Investigating the Role of SETD2 in Cell Fate Specification in the Developing Cortex
By: Gloria Anyanwu
Department: Biology
Faculty Advisor: Dr. Lily Chen
SETD2 is the lysine-36 of histone H3 trimethyltransferase (H3K36me3). SETD2 is involved in several biological processes including transcriptional regulation, alternative RNA splicing, and cellular mechanisms during embryogenesis and carcinogenesis. Targeted deletion of SETD2 in the developing cortex eliminates H3K36me3 from both neural stem cells and their progeny. The absence of H3K36me3 activity negatively affects alternative splicing and introduces defects in cortical area patterning, particularly in the upper-layer region of the cerebral cortex.
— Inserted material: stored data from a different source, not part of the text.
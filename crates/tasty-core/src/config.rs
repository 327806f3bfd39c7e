use std::{
    env, fmt,
    path::{Path, PathBuf},
    time::Duration,
};

use crate::{errors::Error, Result};

pub const DEFAULT_SHIFT_LABEL: &str = "Shift (8 hours)";

/// How the Sheets API interprets appended cell values.
#[derive(Clone, Copy, Debug, PartialEq, Eq, Default)]
pub enum ValueInputOption {
    /// Stored exactly as sent.
    #[default]
    Raw,
    /// Parsed as if typed into the UI (numbers, dates, formulas).
    UserEntered,
}

impl ValueInputOption {
    pub fn as_str(self) -> &'static str {
        match self {
            Self::Raw => "RAW",
            Self::UserEntered => "USER_ENTERED",
        }
    }

    fn parse(s: &str) -> Option<Self> {
        match s.trim().to_uppercase().as_str() {
            "RAW" => Some(Self::Raw),
            "USER_ENTERED" => Some(Self::UserEntered),
            _ => None,
        }
    }
}

/// Typed configuration, read from `.env` and the process environment.
#[derive(Clone)]
pub struct Config {
    // Telegram
    pub telegram_bot_token: String,
    pub telegram_allowed_users: Vec<i64>,

    // Google Sheets
    pub google_sheet_credentials: String,
    pub google_sheet_key: String,
    pub google_sheet_range: String,
    pub value_input_option: ValueInputOption,

    // Flushing
    pub flush_interval: Duration,
    pub max_concurrent_flushes: usize,
    pub max_queue_size: usize,
    pub shift_label: String,
    pub skip_empty_reports: bool,

    // Rate limiting
    pub rate_limit_enabled: bool,
    pub rate_limit_requests: u32,
    pub rate_limit_window: Duration,
}

impl fmt::Debug for Config {
    fn fmt(&self, f: &mut fmt::Formatter<'_>) -> fmt::Result {
        f.debug_struct("Config")
            .field("telegram_bot_token", &"<redacted>")
            .field("telegram_allowed_users", &self.telegram_allowed_users)
            .field("google_sheet_credentials", &"<redacted>")
            .field("google_sheet_key", &self.google_sheet_key)
            .field("google_sheet_range", &self.google_sheet_range)
            .field("value_input_option", &self.value_input_option)
            .field("flush_interval", &self.flush_interval)
            .field("max_concurrent_flushes", &self.max_concurrent_flushes)
            .field("max_queue_size", &self.max_queue_size)
            .field("shift_label", &self.shift_label)
            .field("skip_empty_reports", &self.skip_empty_reports)
            .field("rate_limit_enabled", &self.rate_limit_enabled)
            .field("rate_limit_requests", &self.rate_limit_requests)
            .field("rate_limit_window", &self.rate_limit_window)
            .finish()
    }
}

/// Load `.env` from the working directory (or a parent), if present.
///
/// Variables already set in the environment take precedence. Safe to call more
/// than once; call it before `logging::init` so `RUST_LOG` from `.env` applies.
pub fn load_dotenv() -> Result<Option<PathBuf>> {
    classify_dotenv(dotenvy::dotenv())
}

/// Like [`load_dotenv`], for an explicit file.
pub fn load_dotenv_from(path: &Path) -> Result<Option<PathBuf>> {
    classify_dotenv(dotenvy::from_path(path).map(|()| path.to_path_buf()))
}

fn classify_dotenv(res: dotenvy::Result<PathBuf>) -> Result<Option<PathBuf>> {
    match res {
        Ok(path) => Ok(Some(path)),
        Err(e) if e.not_found() => Ok(None),
        Err(e) => Err(Error::Config(format!("failed to read .env: {e}"))),
    }
}

impl Config {
    /// Load `.env` (if present) and build the config from the environment.
    pub fn load() -> Result<Self> {
        match load_dotenv()? {
            Some(path) => tracing::debug!(path = %path.display(), "loaded .env"),
            None => tracing::debug!("no .env file found"),
        }

        Self::from_lookup(|key| env::var(key).ok())
    }

    /// Build the config from an arbitrary key lookup.
    pub fn from_lookup(lookup: impl Fn(&str) -> Option<String>) -> Result<Self> {
        let required = |key: &str| -> Result<String> {
            lookup(key).and_then(non_empty).ok_or_else(|| {
                Error::Config(format!("{key} environment variable is required"))
            })
        };

        let telegram_bot_token = required("TELEGRAM_BOT_TOKEN")?;
        let google_sheet_credentials = required("GOOGLE_SHEET_CREDENTIALS")?;
        let google_sheet_key = required("GOOGLE_SHEET_KEY")?;

        let telegram_allowed_users = parse_csv_i64(lookup("TELEGRAM_ALLOWED_USERS"));

        let google_sheet_range = lookup("GOOGLE_SHEET_RANGE")
            .and_then(non_empty)
            .unwrap_or_else(|| "A1".to_string());

        let value_input_option = match lookup("GOOGLE_SHEET_VALUE_INPUT").and_then(non_empty) {
            None => ValueInputOption::default(),
            Some(raw) => ValueInputOption::parse(&raw).ok_or_else(|| {
                Error::Config(format!(
                    "GOOGLE_SHEET_VALUE_INPUT must be RAW or USER_ENTERED, got {raw:?}"
                ))
            })?,
        };

        let flush_interval =
            Duration::from_secs(parse_u64(lookup("FLUSH_INTERVAL_SECS")).unwrap_or(30).max(1));
        let max_concurrent_flushes = parse_usize(lookup("MAX_CONCURRENT_FLUSHES"))
            .unwrap_or(3)
            .max(1);
        let max_queue_size = parse_usize(lookup("MAX_QUEUE_SIZE")).unwrap_or(1000);
        let shift_label = lookup("SHIFT_LABEL")
            .and_then(non_empty)
            .unwrap_or_else(|| DEFAULT_SHIFT_LABEL.to_string());
        let skip_empty_reports = parse_bool(lookup("SKIP_EMPTY_REPORTS")).unwrap_or(false);

        let rate_limit_enabled = parse_bool(lookup("RATE_LIMIT_ENABLED")).unwrap_or(true);
        let rate_limit_requests = parse_u32(lookup("RATE_LIMIT_REQUESTS")).unwrap_or(60);
        let rate_limit_window =
            Duration::from_secs(parse_u64(lookup("RATE_LIMIT_WINDOW")).unwrap_or(60));

        Ok(Self {
            telegram_bot_token,
            telegram_allowed_users,
            google_sheet_credentials,
            google_sheet_key,
            google_sheet_range,
            value_input_option,
            flush_interval,
            max_concurrent_flushes,
            max_queue_size,
            shift_label,
            skip_empty_reports,
            rate_limit_enabled,
            rate_limit_requests,
            rate_limit_window,
        })
    }
}

fn parse_bool(v: Option<String>) -> Option<bool> {
    v.map(|s| {
        matches!(
            s.trim().to_lowercase().as_str(),
            "1" | "true" | "yes" | "on"
        )
    })
}

fn parse_u64(v: Option<String>) -> Option<u64> {
    v.and_then(|s| s.trim().parse::<u64>().ok())
}

fn parse_u32(v: Option<String>) -> Option<u32> {
    v.and_then(|s| s.trim().parse::<u32>().ok())
}

fn parse_usize(v: Option<String>) -> Option<usize> {
    v.and_then(|s| s.trim().parse::<usize>().ok())
}

fn parse_csv_i64(v: Option<String>) -> Vec<i64> {
    v.unwrap_or_default()
        .split(',')
        .map(|s| s.trim())
        .filter(|s| !s.is_empty())
        .filter_map(|s| s.parse::<i64>().ok())
        .collect()
}

fn non_empty(s: String) -> Option<String> {
    if s.trim().is_empty() {
        None
    } else {
        Some(s)
    }
}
Preliminary data from the Harwell lab at UCSF shows hemorrhaging and subsequent phenotypic degeneration of the cerebral cortex, mostly in the motor cortex (M1/M2) in homozygous SETD2 KO mice. Moreover, a reduction in gliogenic progenitor cells was observed. It is unclear whether the lost glial progenitor cells are astrocytes, oligodendrocytes, or both. The visual cortex appears to be unaffected by the SETD2 knockout. The visual cortex is used as a comparison to the affected motor cortex to assess phenotypic variability in different regions of the brain.